Malheureusement cette prouesse technologique ne saurait occulter les autres aspects du film. S’il bénéficie d’une réalisation en tous points irréprochable, c’est au niveau de l’histoire que les choses se gâtent. L’intrigue s’avère en effet assez basique. Elle a beau aborder en filigrane des thèmes comme l’écologie, l’impérialisme, la loyauté et bien entendu l’amour, il faut bien reconnaitre qu’on ne sort pas des sentiers battus. On pourrait bien sur identifier une connotation anti-capitaliste et une critique en règle des dernières interventions militaires américaines, mais cela ne suffirait à rendre l’ensemble plus captivant. Mon passif d’auteur ne m’aide certainement pas et conditionne sans doute mon jugement, mais je n’ai pas vraiment réussi à me « fondre » dans le scénario. Il est tout de même souhaitable de pouvoir le faire sans avoir besoin de lunettes 3D ou de son surround. Là la narration manque d’originalité et les ficelles scénaristiques sont si grosses qu’on peine à être surpris. Nombre de lieux communs n’ont pu être évités : la belle princesse, le personnage sans scrupule qu’on adore détester, le prétendant jaloux n’appréciant pas le jeune premier, l’immobilisme des décideurs, la lutte des faibles contre les forts… et j’en passe. On navigue entre conte de fée et études de mœurs surfaite. De plus la psychologie des personnages aurait gagnée à être mieux affinée. Un trop fort sentiment de manichéisme plane tout au long du film, les protagonistes étant trop stéréotypés à mon goût. Il est clair qu’entre complexité comportementale plus réaliste et psychologie simplette la réalisation a clairement choisi son camp. Ce qui est tout de même déplorable dans la mesure où des caractères plus nuancés auraient été les bienvenus, ne serait ce que pour atténuer un minimum l’effet « fable » qui rend l’intrigue un peu trop simplette par moments. Ajoutons à cela le manque de rebondissements de cette histoire qui semble trop téléguidée. Les hauts faits du récit se succèdent sans qu’on soit plus surpris que ça et la rhétorique écologiste qui innerve la trame de l’action est quelque peu naïve (les scènes finales m’ont plus fait penser au vidéoclip Earth Song de Michael Jackson qu’autre chose). Au point qu’une fois le générique final lancé on reste sur sa fin, tant tout ceci s’est avéré prévisible.

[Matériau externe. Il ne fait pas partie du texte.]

impl ElementData {
    fn new(tag: &str) -> Self {
        Self {
            tag: tag.to_ascii_lowercase(),
            attrs: Vec::new(),
        }
    }

    pub fn tag(&self) -> &str {
        &self.tag
    }

    pub fn attr(&self, name: &str) -> Option<&str> {
        self.attrs
            .iter()
            .find(|(key, _)| key.eq_ignore_ascii_case(name))
            .map(|(_, value)| value.as_str())
    }

    pub fn attrs(&self) -> impl Iterator<Item = (&str, &str)> {
        self.attrs.iter().map(|(k, v)| (k.as_str(), v.as_str()))
    }

    /// Whitespace-separated entries of the `class` attribute
    pub fn classes(&self) -> impl Iterator<Item = &str> {
        self.attr("class").unwrap_or("").split_whitespace()
    }

    pub fn has_class(&self, class: &str) -> bool {
        self.classes().any(|c| c == class)
    }

    fn set_attr(&mut self, name: &str, value: &str) {
        let name = name.to_ascii_lowercase();
        match self.attrs.iter_mut().find(|(key, _)| *key == name) {
            Some(entry) => entry.1 = value.to_string(),
            None => self.attrs.push((name, value.to_string())),
        }
    }
}

/// What a node holds
#[derive(Debug, Clone, PartialEq, Eq)]
pub enum NodeKind {
    Element(ElementData),
    Text(String),
}

#[derive(Debug)]
struct NodeData {
    kind: NodeKind,
    parent: Option<NodeId>,
    children: Vec<NodeId>,
    /// Tombstone: set once the node (or an ancestor) was removed
    removed: bool,
}

/// One structural change, addressed to the parent whose child list changed
#[derive(Debug, Clone, PartialEq, Eq)]
pub struct MutationRecord {
    pub target: NodeId,
    pub added: Vec<NodeId>,
    pub removed: Vec<NodeId>,
}

struct Observer {
    id: ObserverId,
    target: NodeId,
    tx: mpsc::UnboundedSender<MutationRecord>,
}

/// Arena-backed document tree rooted at a `<body>` element
pub struct Document {
    nodes: Vec<NodeData>,
    observers: Vec<Observer>,
    next_observer: u64,
    /// Markup outside `<body>` when loaded from a full page
    page: Option<html::PageShell>,
}

impl Document {
    /// Create an empty document containing only `<body>`
    pub fn new() -> Self {
        let mut doc = Self {
            nodes: Vec::new(),
            observers: Vec::new(),
            next_observer: 0,
            page: None,
        };
        doc.push_node(NodeKind::Element(ElementData::new("body")));
        doc
    }

    /// Wrap this document for sharing with cleaner tasks
    pub fn into_shared(self) -> SharedDocument {
        Arc::new(Mutex::new(self))
    }

    /// The document root; it can never be removed
    pub fn body(&self) -> NodeId {
        NodeId(0)
    }

    fn push_node(&mut self, kind: NodeKind) -> NodeId {
        let id = NodeId(self.nodes.len());
        self.nodes.push(NodeData {
            kind,
            parent: None,
            children: Vec::new(),
            removed: false,
        });
        id
    }

    fn live(&self, id: NodeId) -> Option<&NodeData> {
        self.nodes.get(id.0).filter(|node| !node.removed)
    }

    // ─────────────────────────────────────────────────────────────────────────
    // Construction (host side)
    // ─────────────────────────────────────────────────────────────────────────

    /// Create an unparented element
    pub fn create_element(&mut self, tag: &str) -> NodeId {
        self.push_node(NodeKind::Element(ElementData::new(tag)))
    }

    /// Create an unparented text node
    pub fn create_text(&mut self, text: &str) -> NodeId {
        self.push_node(NodeKind::Text(text.to_string()))
    }

    /// Set an attribute on a live element. Returns false for stale ids or text nodes.
    pub fn set_attr(&mut self, id: NodeId, name: &str, value: &str) -> bool {
        match self.nodes.get_mut(id.0) {
            Some(NodeData {
                kind: NodeKind::Element(element),
                removed: false,
                ..
            }) => {
                element.set_attr(name, value);
                true
            }
            _ => false,
        }
    }

    /// Append `child` to `parent`, notifying observers.
    ///
    /// Fails (returns false) when either node is stale, the parent is a text
    /// node, the child already has a parent, or the append would form a cycle.
    pub fn append_child(&mut self, parent: NodeId, child: NodeId) -> bool {
        let parent_ok = matches!(
            self.live(parent).map(|n| &n.kind),
            Some(NodeKind::Element(_))
        );
        let child_ok = self
            .live(child)
            .is_some_and(|n| n.parent.is_none() && child != self.body());
        if !parent_ok || !child_ok || self.is_inclusive_ancestor(child, parent) {
            return false;
        }

        self.nodes[child.0].parent = Some(parent);
        self.nodes[parent.0].children.push(child);
        self.notify(MutationRecord {
            target: parent,
            added: vec![child],
            removed: Vec::new(),
        });
        true
    }

    /// Create an element with attributes and append it to `parent`
    pub fn append_element(&mut self, parent: NodeId, tag: &str, attrs: &[(&str, &str)]) -> NodeId {
        let id = self.create_element(tag);
        for (name, value) in attrs {
            self.set_attr(id, name, value);
        }
        self.append_child(parent, id);
        id
    }

    /// Create a text node and append it to `parent`
    pub fn append_text(&mut self, parent: NodeId, text: &str) -> NodeId {
        let id = self.create_text(text);
        self.append_child(parent, id);
        id
    }

    // ─────────────────────────────────────────────────────────────────────────
    // Removal
    // ─────────────────────────────────────────────────────────────────────────

    /// Detach and discard a node with its whole subtree.
    ///
    /// Returns false when the node is already gone or is the body. Observers
    /// targeting anything inside the removed subtree are dropped, which closes
    /// their channels.
    pub fn remove(&mut self, id: NodeId) -> bool {
        if id == self.body() || self.live(id).is_none() {
            return false;
        }

        let parent = self.nodes[id.0].parent.take();
        if let Some(parent) = parent {
            self.nodes[parent.0].children.retain(|c| *c != id);
        }

        let mut stack = vec![id];
        while let Some(current) = stack.pop() {
            let node = &mut self.nodes[current.0];
            node.removed = true;
            stack.extend(node.children.iter().copied());
        }
        let nodes = &self.nodes;
        self.observers.retain(|o| !nodes[o.target.0].removed);

        if let Some(parent) = parent {
            self.notify(MutationRecord {
                target: parent,
                added: Vec::new(),
                removed: vec![id],
            });
        }
        true
    }

    // ─────────────────────────────────────────────────────────────────────────
    // Observers
    // ─────────────────────────────────────────────────────────────────────────

    /// Subscribe to child-list changes on `target` and all of its descendants
    pub fn observe(
        &mut self,
        target: NodeId,
    ) -> (ObserverId, mpsc::UnboundedReceiver<MutationRecord>) {
        let (tx, rx) = mpsc::unbounded_channel();
        let id = ObserverId(self.next_observer);
        self.next_observer += 1;
        // Observing a stale node yields an already-closed receiver
        if self.live(target).is_some() {
            self.observers.push(Observer { id, target, tx });
        }
        (id, rx)
    }

    /// Stop delivering records to an observer
    pub fn disconnect(&mut self, observer: ObserverId) {
        self.observers.retain(|o| o.id != observer);
    }

    pub fn observer_count(&self) -> usize {
        self.observers.len()
    }

    fn notify(&mut self, record: MutationRecord) {
        if self.observers.is_empty() {
            return;
        }
        let mut chain = Vec::new();
        let mut current = Some(record.target);
        while let Some(id) = current {
            chain.push(id);
            current = self.nodes[id.0].parent;
        }
        // Closed receivers are pruned on the way
        self.observers.retain(|o| {
            if chain.contains(&o.target) {
                o.tx.send(record.clone()).is_ok()
            } else {
                !o.tx.is_closed()
            }
        });
    }

    // ─────────────────────────────────────────────────────────────────────────
    // Accessors
    // ─────────────────────────────────────────────────────────────────────────

    /// Whether the id refers to a node that has not been removed
    pub fn contains(&self, id: NodeId) -> bool {
        self.live(id).is_some()
    }

    pub fn is_removed(&self, id: NodeId) -> bool {
        !self.contains(id)
    }

    /// Whether the node is reachable from the body
    pub fn is_connected(&self, id: NodeId) -> bool {
        self.contains(id) && self.is_inclusive_ancestor(self.body(), id)
    }

    /// Whether `ancestor` is `node` or one of its ancestors
    pub fn is_inclusive_ancestor(&self, ancestor: NodeId, node: NodeId) -> bool {
        let mut current = Some(node);
        while let Some(id) = current {
            if id == ancestor {
                return true;
            }
            current = self.live(id).and_then(|n| n.parent);
        }
        false
    }

    pub fn parent(&self, id: NodeId) -> Option<NodeId> {
        self.live(id).and_then(|n| n.parent)
    }

    pub fn children(&self, id: NodeId) -> &[NodeId] {
        self.live(id).map(|n| n.children.as_slice()).unwrap_or(&[])
    }

    pub fn kind(&self, id: NodeId) -> Option<&NodeKind> {
        self.live(id).map(|n| &n.kind)
    }

    pub fn element(&self, id: NodeId) -> Option<&ElementData> {
        match self.kind(id) {
            Some(NodeKind::Element(element)) => Some(element),
            _ => None,
        }
    }

    pub fn tag(&self, id: NodeId) -> Option<&str> {
        self.element(id).map(|e| e.tag())
    }

    /// Concatenated text of all descendant text nodes (DOM `textContent`)
    pub fn text_content(&self, id: NodeId) -> String {
        let mut out = String::new();
        let mut stack = vec![id];
        while let Some(current) = stack.pop() {
            match self.kind(current) {
                Some(NodeKind::Text(text)) => out.push_str(text),
                Some(NodeKind::Element(_)) => {
                    stack.extend(self.children(current).iter().rev().copied());
                }
                None => {}
            }
        }
        out
    }

    /// All live descendants of `root` in document order, `root` excluded
    pub fn descendants(&self, root: NodeId) -> Vec<NodeId> {
        let mut out = Vec::new();
        let mut stack: Vec<NodeId> = self.children(root).iter().rev().copied().collect();
        while let Some(current) = stack.pop() {
            out.push(current);
            stack.extend(self.children(current).iter().rev().copied());
        }
        out
    }

    /// Number of live nodes, body included
    pub fn node_count(&self) -> usize {
        self.nodes.iter().filter(|n| !n.removed).count()
    }
}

En définitive donc Avatar marque les esprits à juste titre pour sa réalisation audacieuse et les prouesses technologiques. Pour le reste ce n’est ni plus ni moins qu’un bon film sans prétention. A ce titre si nombre d‘entre vous avaient été surpris de ne pas le voir gagner la récompense suprême aux Oscars , sachez que ce n’était que justice. L’académie ne s’y est pas trompée, The Hurt Locker lui était largement supérieur.